§ **WHAT IS REQUIRED**:
All of the data must be retyped exactly, with nothing left out.

Excerpts from a dataset:
··········
// ============================================================================
// USE FLASH - Mensajes en línea que se auto-ocultan
// ============================================================================

use gloo_timers::callback::Timeout;
use yew::prelude::*;

use crate::config::CONFIG;

#[derive(Clone, PartialEq)]
pub struct UseFlashHandle {
    pub message: Option<String>,
    pub show: Callback<String>,
    pub clear: Callback<()>,
}

/// Un mensaje que desaparece tras `MESSAGE_DISMISS_MS`. Mostrar uno nuevo
/// cancela el temporizador del anterior.
#[hook]
pub fn use_flash() -> UseFlashHandle {
    let message = use_state(|| None::<String>);
    let timeout = use_mut_ref(|| None::<Timeout>);

    let show = {
        let setter = message.setter();
        let timeout = timeout.clone();
        Callback::from(move |text: String| {
            setter.set(Some(text));
            let setter = setter.clone();
            let pending = Timeout::new(CONFIG.message_dismiss_ms, move || setter.set(None));
            // Soltar el Timeout anterior lo cancela
            *timeout.borrow_mut() = Some(pending);
        })
    };

    let clear = {
        let setter = message.setter();
        let timeout = timeout.clone();
        Callback::from(move |_| {
            timeout.borrow_mut().take();
            setter.set(None);
        })
    };

    UseFlashHandle {
        message: (*message).clone(),
        show,
        clear,
    }
}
··········
§ **EXPECTED OUTPUT**:
// ============================================================================
// USE FLASH - Mensajes en línea que se auto-ocultan
// ============================================================================

use gloo_timers::callback::Timeout;
use yew::prelude::*;

use crate::config::CONFIG;

#[derive(Clone, PartialEq)]
pub struct UseFlashHandle {
    pub message: Option<String>,
    pub show: Callback<String>,
    pub clear: Callback<()>,
}

/// Un mensaje que desaparece tras `MESSAGE_DISMISS_MS`. Mostrar uno nuevo
/// cancela el temporizador del anterior.
#[hook]
pub fn use_flash() -> UseFlashHandle {
    let message = use_state(|| None::<String>);
    let timeout = use_mut_ref(|| None::<Timeout>);

    let show = {
        let setter = message.setter();
        let timeout = timeout.clone();
        Callback::from(move |text: String| {
            setter.set(Some(text));
            let setter = setter.clone();
            let pending = Timeout::new(CONFIG.message_dismiss_ms, move || setter.set(None));
            // Soltar el Timeout anterior lo cancela
            *timeout.borrow_mut() = Some(pending);
        })
    };

    let clear = {
        let setter = message.setter();
        let timeout = timeout.clone();
        Callback::from(move |_| {
            timeout.borrow_mut().take();
            setter.set(None);
        })
    };

    UseFlashHandle {
        message: (*message).clone(),
        show,
        clear,
    }
}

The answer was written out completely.